_What you will do:_
Among these records, which lines include "nodes"? Copy them out.

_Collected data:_
------------
use std::time::{Duration, Instant};

use raybound_space_algorithm::bvh::{BvhNode, BvhStats, FlattenBvh};
use raybound_space_algorithm::utils::{BuildPrimitive, TreeBuildOption};

use crate::MeshBuffer;

/// The upload-ready acceleration structure of one mesh.
///
/// `nodes` is the flat tree (root at 0) and `tri_idx` the permutation that
/// maps a leaf's slots back to original triangle indices; traversal resolves
/// a leaf's triangles as `tri_idx[first_primitive + k]`. Both arrays are
/// recreated wholesale by every build; a mesh edit means calling
/// [`MeshBvh::build`] again and re-uploading.
pub struct MeshBvh {
  pub nodes: Vec<BvhNode>,
  pub tri_idx: Vec<u32>,
  pub stats: BvhStats,
  pub build_time: Duration,
}

impl MeshBvh {
  /// Build the tree for a finalized mesh. Runs synchronously to completion;
  /// a mesh without triangles yields an empty tree, which is valid output.
  ///
  /// A malformed index buffer is a caller contract violation: trapped by a
  /// debug assertion here, undefined tree content in release builds.
  pub fn build(mesh: &MeshBuffer, option: &TreeBuildOption) -> Self {
    debug_assert!(mesh.check_index_integrity(), "malformed index buffer");

    let started = Instant::now();

    // per-triangle bounds cache: owned by this invocation, recomputed
    // wholesale, immutable while the recursion runs
    let primitives: Vec<BuildPrimitive> = mesh
      .triangles()
      .map(|t| BuildPrimitive::with_center(t.bounding(), t.centroid()))
      .collect();

    let bvh = FlattenBvh::build(&primitives, option);
    let stats = bvh.compute_stats();
    let build_time = started.elapsed();

    log::debug!(
      "mesh bvh: {} tris -> {} nodes, {} leaves, max {} avg {:.2} tris/leaf, depth {}, took {:?}",
      mesh.triangle_count(),
      stats.node_count,
      stats.leaf_count,
      stats.max_leaf_size,
      stats.avg_leaf_size,
      stats.max_depth,
      build_time
    );

    Self {
      nodes: bvh.nodes,
      tri_idx: bvh.sorted_primitive_index,
      stats,
      build_time,
    }
  }

  #[inline]
  pub fn is_empty(&self) -> bool {
    self.nodes.is_empty()
  }

  pub fn root(&self) -> Option<&BvhNode> {
    self.nodes.first()
  }

  /// Original triangle indices referenced by a leaf node.
  pub fn leaf_triangles(&self, leaf: &BvhNode) -> &[u32] {
    &self.tri_idx[leaf.primitive_range()]
  }
}

/// Build seam for mesh-shaped types; keeps call sites reading
/// `mesh.build_bvh(..)` without the container crate knowing about meshes.
pub trait MeshBvhExt {
  fn build_bvh(&self, option: &TreeBuildOption) -> MeshBvh;
}

impl MeshBvhExt for MeshBuffer {
  fn build_bvh(&self, option: &TreeBuildOption) -> MeshBvh {
    MeshBvh::build(self, option)
  }
}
------------
_Finished exercise:_
/// `nodes` is the flat tree (root at 0) and `tri_idx` the permutation that
  pub nodes: Vec<BvhNode>,
      "mesh bvh: {} tris -> {} nodes, {} leaves, max {} avg {:.2} tris/leaf, depth {}, took {:?}",
      nodes: bvh.nodes,
    self.nodes.is_empty()
    self.nodes.first()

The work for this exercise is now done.